◆ Items from a dataset ◆

----------

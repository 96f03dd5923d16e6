//! Requirement bundles: the parsed form of a requirement YAML file.
//!
//! Labels are resolved against the [`FieldCatalog`] once, at load time, so
//! every [`FieldUpdate`] already knows its schema path and value kind. Labels
//! the catalog does not know become updates with an empty path; they are
//! skipped and audited when applied.

use std::collections::BTreeMap;
use std::path::{Path, PathBuf};

use serde::Deserialize;
use serde_json::Value;
use thiserror::Error;
use tracing::{debug, info};
use uuid::Uuid;

use crate::catalog::{FieldCatalog, FieldSpec, ValueKind};
use crate::multilang::DEFAULT_LANGUAGE;
use crate::path::SchemaPath;
use crate::reference::{ReferenceDescriptor, ReferenceKind};

#[derive(Debug, Error)]
pub enum BundleError {
    #[error("requirement file '{0}' does not exist")]
    Missing(PathBuf),

    #[error("requirement file '{0}' must be YAML (.yaml/.yml)")]
    NotYaml(PathBuf),

    #[error("failed to read requirement file '{path}': {source}")]
    Io {
        path: PathBuf,
        #[source]
        source: std::io::Error,
    },

    #[error("invalid requirement file: {0}")]
    Yaml(#[from] serde_yaml::Error),

    #[error("{0}: update is missing 'ui_label'")]
    MissingLabel(String),

    #[error("field '{0}' is missing a 'value'")]
    MissingValue(String),

    #[error("field '{label}': {reason}")]
    InvalidField { label: String, reason: String },

    #[error("process update #{0} is missing 'process_name'")]
    MissingProcessName(usize),

    #[error("binding for '{id}' names unknown template '{template}'")]
    UnknownTemplate { id: String, template: String },
}

// ── Model ──

/// Raw payload of an update, shaped by its value kind.
#[derive(Debug, Clone, PartialEq)]
pub enum FieldValue {
    /// String, number or boolean.
    Scalar(Value),
    /// `(language, text)` pairs in the order given.
    Languages(Vec<(String, String)>),
    Reference(ReferenceDescriptor),
}

impl FieldValue {
    /// Text of a scalar value; numbers and booleans are rendered.
    pub fn as_text(&self) -> Option<String> {
        match self {
            Self::Scalar(Value::String(text)) => Some(text.trim().to_string()),
            Self::Scalar(Value::Number(n)) => Some(n.to_string()),
            Self::Scalar(Value::Bool(b)) => Some(b.to_string()),
            _ => None,
        }
    }
}

#[derive(Debug, Clone, PartialEq)]
pub struct FieldUpdate {
    pub label: String,
    pub schema_path: SchemaPath,
    pub value_kind: ValueKind,
    pub value: FieldValue,
    /// Whether an existing non-empty value may be replaced.
    pub overwrite: bool,
}

impl FieldUpdate {
    pub fn new(
        label: impl Into<String>,
        schema_path: SchemaPath,
        value_kind: ValueKind,
        value: FieldValue,
    ) -> Self {
        Self {
            label: label.into(),
            schema_path,
            value_kind,
            value,
            overwrite: true,
        }
    }

    /// Keep an existing non-empty value instead of replacing it.
    pub fn preserving(mut self) -> Self {
        self.overwrite = false;
        self
    }

    pub fn is_mapped(&self) -> bool {
        !self.schema_path.is_empty()
    }
}

#[derive(Debug, Clone, PartialEq, Eq)]
pub enum MatchKind {
    All,
    Unsupported(String),
}

impl MatchKind {
    pub fn parse(raw: &str) -> Self {
        if raw.trim().eq_ignore_ascii_case("all") {
            Self::All
        } else {
            Self::Unsupported(raw.trim().to_string())
        }
    }
}

#[derive(Debug, Clone, PartialEq)]
pub struct ExchangeUpdate {
    pub match_kind: MatchKind,
    /// Updates rooted at each matched exchange entry.
    pub fields: Vec<FieldUpdate>,
}

#[derive(Debug, Clone, Default, PartialEq)]
pub struct RuleSet {
    pub fields: Vec<FieldUpdate>,
    pub exchanges: Vec<ExchangeUpdate>,
}

#[derive(Debug, Clone, PartialEq)]
pub struct NameRule {
    /// Composite process name; `*` matches any run of characters.
    pub process_name: String,
    pub rules: RuleSet,
}

#[derive(Debug, Clone, Default, PartialEq)]
pub struct RequirementBundle {
    pub global_rules: Vec<FieldUpdate>,
    pub name_rules: Vec<NameRule>,
    pub templates: BTreeMap<String, RuleSet>,
    /// Document id → template name.
    pub bindings: BTreeMap<String, String>,
    pub exchange_rules: Vec<ExchangeUpdate>,
}

// ── YAML shape ──

fn default_true() -> bool {
    true
}

fn default_match() -> String {
    "all".to_string()
}

#[derive(Debug, Default, Deserialize)]
#[serde(deny_unknown_fields)]
struct RawBundle {
    #[serde(default)]
    global_updates: Vec<RawField>,
    #[serde(default)]
    process_updates: Vec<RawProcess>,
    #[serde(default)]
    templates: BTreeMap<String, RawTemplate>,
    #[serde(default)]
    bindings: BTreeMap<String, String>,
    #[serde(default)]
    exchange_updates: Vec<RawExchange>,
}

#[derive(Debug, Deserialize)]
#[serde(deny_unknown_fields)]
struct RawField {
    #[serde(default)]
    ui_label: Option<String>,
    #[serde(default)]
    value: Option<Value>,
    #[serde(default = "default_true")]
    overwrite: bool,
    #[serde(default)]
    path: Option<SchemaPath>,
    #[serde(default)]
    kind: Option<ValueKind>,
    #[serde(default)]
    reference: Option<ReferenceKind>,
}

#[derive(Debug, Deserialize)]
#[serde(deny_unknown_fields)]
struct RawProcess {
    #[serde(default)]
    process_name: Option<String>,
    #[serde(default)]
    fields: Vec<RawField>,
    #[serde(default)]
    exchange_updates: Vec<RawExchange>,
}

#[derive(Debug, Deserialize)]
#[serde(deny_unknown_fields)]
struct RawTemplate {
    #[serde(default)]
    fields: Vec<RawField>,
    #[serde(default)]
    exchange_updates: Vec<RawExchange>,
}

/// An exchange update: the `ui_label`/`value` shorthand, a `fields` list, or both.
#[derive(Debug, Deserialize)]
#[serde(deny_unknown_fields)]
struct RawExchange {
    #[serde(rename = "match", default = "default_match")]
    match_kind: String,
    #[serde(default)]
    ui_label: Option<String>,
    #[serde(default)]
    value: Option<Value>,
    #[serde(default = "default_true")]
    overwrite: bool,
    #[serde(default)]
    path: Option<SchemaPath>,
    #[serde(default)]
    kind: Option<ValueKind>,
    #[serde(default)]
    reference: Option<ReferenceKind>,
    #[serde(default)]
    fields: Vec<RawField>,
}

#[derive(Clone, Copy)]
enum Scope {
    Document,
    Exchange,
}

impl Scope {
    fn spec<'c>(self, catalog: &'c FieldCatalog, label: &str) -> Option<&'c FieldSpec> {
        match self {
            Self::Document => catalog.field(label),
            Self::Exchange => catalog.exchange_field(label),
        }
    }
}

----------

◆ Description of the task ◆
Reproduce every line from the preceding data in which the word "templates" can be found.

◆ Response area ◆
    pub templates: BTreeMap<String, RuleSet>,
    templates: BTreeMap<String, RawTemplate>,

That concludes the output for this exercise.